Smart Groundwater and Weather Sensors

Developing a web-based system for agrometeorological and groundwater measurements to ease the transfer of information between different farm applications and smoothen the uptake of precision agriculture.

Concept

Precision farming relies on the collection, storage, sharing and analysis of spatially referenced data. To be used effectively, information must be transferred between different components of the complex farm environment which encompasses hardware and software with various standards. Since these data flows currently present a hurdle to the uptake of precision agriculture, this Flagship Innovation Experiment (FIE) aims to develop a web-based system for the integration, transformation and utilisation of large amounts of data from agrometeorological and groundwater measurements.

Implementation

The application of this information will significantly optimise the intervention time on agricultural farms. Thus, it will support operations on farms by providing alerts based on accurate data analysis. For each different farm operation, a data model alongside cloud application - capable of storing, analysing and publishing both sensor data and relevant spatial information - will be at the end-users disposal. In addition to that, the technology will provide insights on precise climate conditions and vegetation status based on satellite data from groundwater monitored wells.

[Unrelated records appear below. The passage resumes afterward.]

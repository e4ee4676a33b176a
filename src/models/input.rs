//! Budget input model
//!
//! The five figures a caller hands to the evaluator for one month.

use serde::{Deserialize, Serialize};

/// Monthly income and spending figures for a single evaluation
///
/// Values are expected to be sanitized upstream. Nothing here rejects
/// negative or zero amounts: the evaluator runs its arithmetic on whatever it
/// is given, and callers that need validation must do it before building
/// the input.
#[derive(Debug, Clone, Copy, PartialEq, Default, Serialize, Deserialize)]
pub struct BudgetInput {
    /// Monthly take-home income after tax
    #[serde(rename = "monthly_net_income_inr")]
    pub monthly_net_income: f64,

    /// Non-discretionary recurring costs (rent, EMIs, insurance)
    #[serde(rename = "fixed_expenses_inr")]
    pub fixed_expenses: f64,

    /// Necessities that fluctuate (utilities, groceries, fuel)
    #[serde(rename = "variable_expenses_inr")]
    pub variable_expenses: f64,

    /// Wants (dining out, entertainment, shopping)
    #[serde(rename = "discretionary_spending_inr")]
    pub discretionary_spending: f64,

    /// Amount the caller wants left over after expenses
    #[serde(rename = "target_savings_inr", default)]
    pub target_savings: f64,
}

impl BudgetInput {
    /// Create an input with no savings target
    pub fn new(
        monthly_net_income: f64,
        fixed_expenses: f64,
        variable_expenses: f64,
        discretionary_spending: f64,
    ) -> Self {
        Self {
            monthly_net_income,
            fixed_expenses,
            variable_expenses,
            discretionary_spending,
            target_savings: 0.0,
        }
    }

    /// Set the monthly savings target
    pub fn with_target_savings(mut self, target_savings: f64) -> Self {
        self.target_savings = target_savings;
        self
    }

    /// Sum of the three expense categories
    pub fn total_expenses(&self) -> f64 {
        self.fixed_expenses + self.variable_expenses + self.discretionary_spending
    }
}
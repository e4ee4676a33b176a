//! JSON export
//!
//! Writes a result with the six `*_inr` keys existing callers consume.

use crate::error::{OptimizerError, OptimizerResult};
use crate::models::BudgetResult;
use serde::Serialize;
use std::io::Write;

/// Export a result as JSON
pub fn export_result_json<W: Write>(
    result: &BudgetResult,
    writer: &mut W,
    pretty: bool,
) -> OptimizerResult<()> {
    export_value_json(result, writer, pretty)
}

/// Export any serializable document (e.g. a merged financial state object)
pub fn export_value_json<T: Serialize + ?Sized, W: Write>(
    value: &T,
    writer: &mut W,
    pretty: bool,
) -> OptimizerResult<()> {
    if pretty {
        serde_json::to_writer_pretty(&mut *writer, value)
    } else {
        serde_json::to_writer(&mut *writer, value)
    }
    .map_err(|e| OptimizerError::Export(e.to_string()))?;

    writeln!(writer).map_err(|e| OptimizerError::Export(e.to_string()))?;
    Ok(())
}
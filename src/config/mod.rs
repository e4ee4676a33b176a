//! Configuration module for the budget optimizer
//!
//! This module provides configuration management including:
//! - XDG-compliant path resolution
//! - User settings persistence (currency symbol, policy thresholds)

pub mod paths;
pub mod settings;

pub use paths::OptimizerPaths;
pub use settings::Settings;
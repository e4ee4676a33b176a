//! CSV export
//!
//! Writes a result as `metric,value` rows, followed by one row per
//! optimization area, for spreadsheet use.

use crate::error::{OptimizerError, OptimizerResult};
use crate::models::BudgetResult;
use std::io::Write;

/// Export a result to CSV
pub fn export_result_csv<W: Write>(result: &BudgetResult, writer: &mut W) -> OptimizerResult<()> {
    let mut csv_writer = csv::Writer::from_writer(writer);

    let rows = [
        ("total_monthly_net_income_inr", format!("{:.2}", result.total_income)),
        ("total_monthly_expenses_inr", format!("{:.2}", result.total_expenses)),
        ("net_cash_flow_inr", format!("{:.2}", result.net_cash_flow)),
        ("goal_funding_status", result.goal_funding_status.to_string()),
        ("funding_shortfall_inr", format!("{:.2}", result.funding_shortfall)),
    ];

    csv_writer
        .write_record(["metric", "value"])
        .map_err(|e| OptimizerError::Export(e.to_string()))?;

    for (metric, value) in rows.iter() {
        csv_writer
            .write_record([*metric, value.as_str()])
            .map_err(|e| OptimizerError::Export(e.to_string()))?;
    }

    for area in &result.optimization_areas {
        csv_writer
            .write_record(["optimization_area", area.as_str()])
            .map_err(|e| OptimizerError::Export(e.to_string()))?;
    }

    csv_writer
        .flush()
        .map_err(|e| OptimizerError::Export(e.to_string()))?;

    Ok(())
}

#[cfg(test)]
mod tests {
    use super::*;
    use crate::services::evaluate;

    #[test]
    fn test_csv_export() {
        let result = evaluate(50000.0, 20000.0, 10000.0, 25000.0, 5000.0);
        let mut output = Vec::new();
        export_result_csv(&result, &mut output).unwrap();

        let text = String::from_utf8(output).unwrap();
        let lines: Vec<&str> = text.lines().collect();

        assert_eq!(lines[0], "metric,value");
        assert_eq!(lines[1], "total_monthly_net_income_inr,50000.00");
        assert_eq!(lines[3], "net_cash_flow_inr,-5000.00");
        assert_eq!(lines[4], "goal_funding_status,Shortfall");
        assert_eq!(lines.len(), 8);
    }

    #[test]
    fn test_csv_quotes_messages() {
        let result = evaluate(50000.0, 20000.0, 10000.0, 25000.0, 5000.0);
        let mut output = Vec::new();
        export_result_csv(&result, &mut output).unwrap();

        let mut reader = csv::Reader::from_reader(output.as_slice());
        let areas: Vec<String> = reader
            .records()
            .map(|r| r.unwrap())
            .filter(|r| &r[0] == "optimization_area")
            .map(|r| r[1].to_string())
            .collect();

        assert_eq!(areas, result.optimization_areas);
    }
}
//! Export module for the budget optimizer
//!
//! Renders an evaluation result in machine-readable formats:
//! - JSON: the six-key shape existing callers consume
//! - YAML: human-readable, with a comment header
//! - CSV: metric/value rows for spreadsheets

pub mod csv;
pub mod json;
pub mod yaml;

pub use self::csv::export_result_csv;
pub use json::{export_result_json, export_value_json};
pub use yaml::export_result_yaml;
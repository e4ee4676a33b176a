//! Evaluation result display formatting
//!
//! Formats a budget result for terminal output.

use crate::models::money::format_amount;
use crate::models::BudgetResult;

const WIDTH: usize = 44;

/// Format a result as a labelled summary followed by numbered suggestions
pub fn format_result(result: &BudgetResult, symbol: &str) -> String {
    let mut output = String::new();

    output.push_str("Budget Evaluation\n");
    output.push_str(&"═".repeat(WIDTH));
    output.push('\n');

    output.push_str(&summary_line(
        "Monthly net income",
        &format_amount(result.total_income, symbol),
    ));
    output.push_str(&summary_line(
        "Total expenses",
        &format_amount(result.total_expenses, symbol),
    ));
    output.push_str(&summary_line(
        "Net cash flow",
        &format_amount(result.net_cash_flow, symbol),
    ));

    let status = if result.goal_funding_status.is_on_track() {
        result.goal_funding_status.to_string()
    } else {
        format!(
            "{} ({} short)",
            result.goal_funding_status,
            format_amount(result.funding_shortfall, symbol)
        )
    };
    output.push_str(&summary_line("Goal funding", &status));

    output.push_str(&"─".repeat(WIDTH));
    output.push('\n');

    if result.is_clean() {
        output.push_str("No optimization areas found. Spending is within guidelines.\n");
    } else {
        output.push_str("Optimization areas:\n");
        for (i, area) in result.optimization_areas.iter().enumerate() {
            // Messages carry markdown emphasis for chat surfaces
            output.push_str(&format!("  {}. {}\n", i + 1, area.replace("**", "")));
        }
    }

    output
}

fn summary_line(label: &str, value: &str) -> String {
    format!("{:<20} {:>23}\n", label, value)
}

#[cfg(test)]
mod tests {
    use super::*;
    use crate::services::evaluate;

    #[test]
    fn test_format_deficit() {
        let result = evaluate(50000.0, 20000.0, 10000.0, 25000.0, 5000.0);
        let output = format_result(&result, "₹");

        assert!(output.contains("Net cash flow"));
        assert!(output.contains("-₹5,000.00"));
        assert!(output.contains("Shortfall (₹10,000.00 short)"));
        assert!(output.contains("  1. You are running a monthly deficit of ₹5,000.00."));
        assert!(output.contains("  2. Your discretionary"));
        assert!(!output.contains("**"));
    }

    #[test]
    fn test_format_clean_budget() {
        let result = evaluate(100000.0, 40000.0, 20000.0, 10000.0, 0.0);
        let output = format_result(&result, "$");

        assert!(output.contains("$100,000.00"));
        assert!(output.contains("On track"));
        assert!(output.contains("No optimization areas found."));
    }
}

This information will be used to give recommendations for fertiliser application during the season and to plan other necessary interventions. 

Lessons learnt:

Main lesson learnt is related to technical issues. They were related to the development of analytics components where integration of different datasets and types of data from different data providers and preparation of services was complex.  

Another technical lesson was due to measurements of groundwater. When the whole 2019 and 2020-seasons’ level of water was lower than anybody expected, any practical measurements were not obtained. The main season was measured by meteorologic sensors and soil sensors.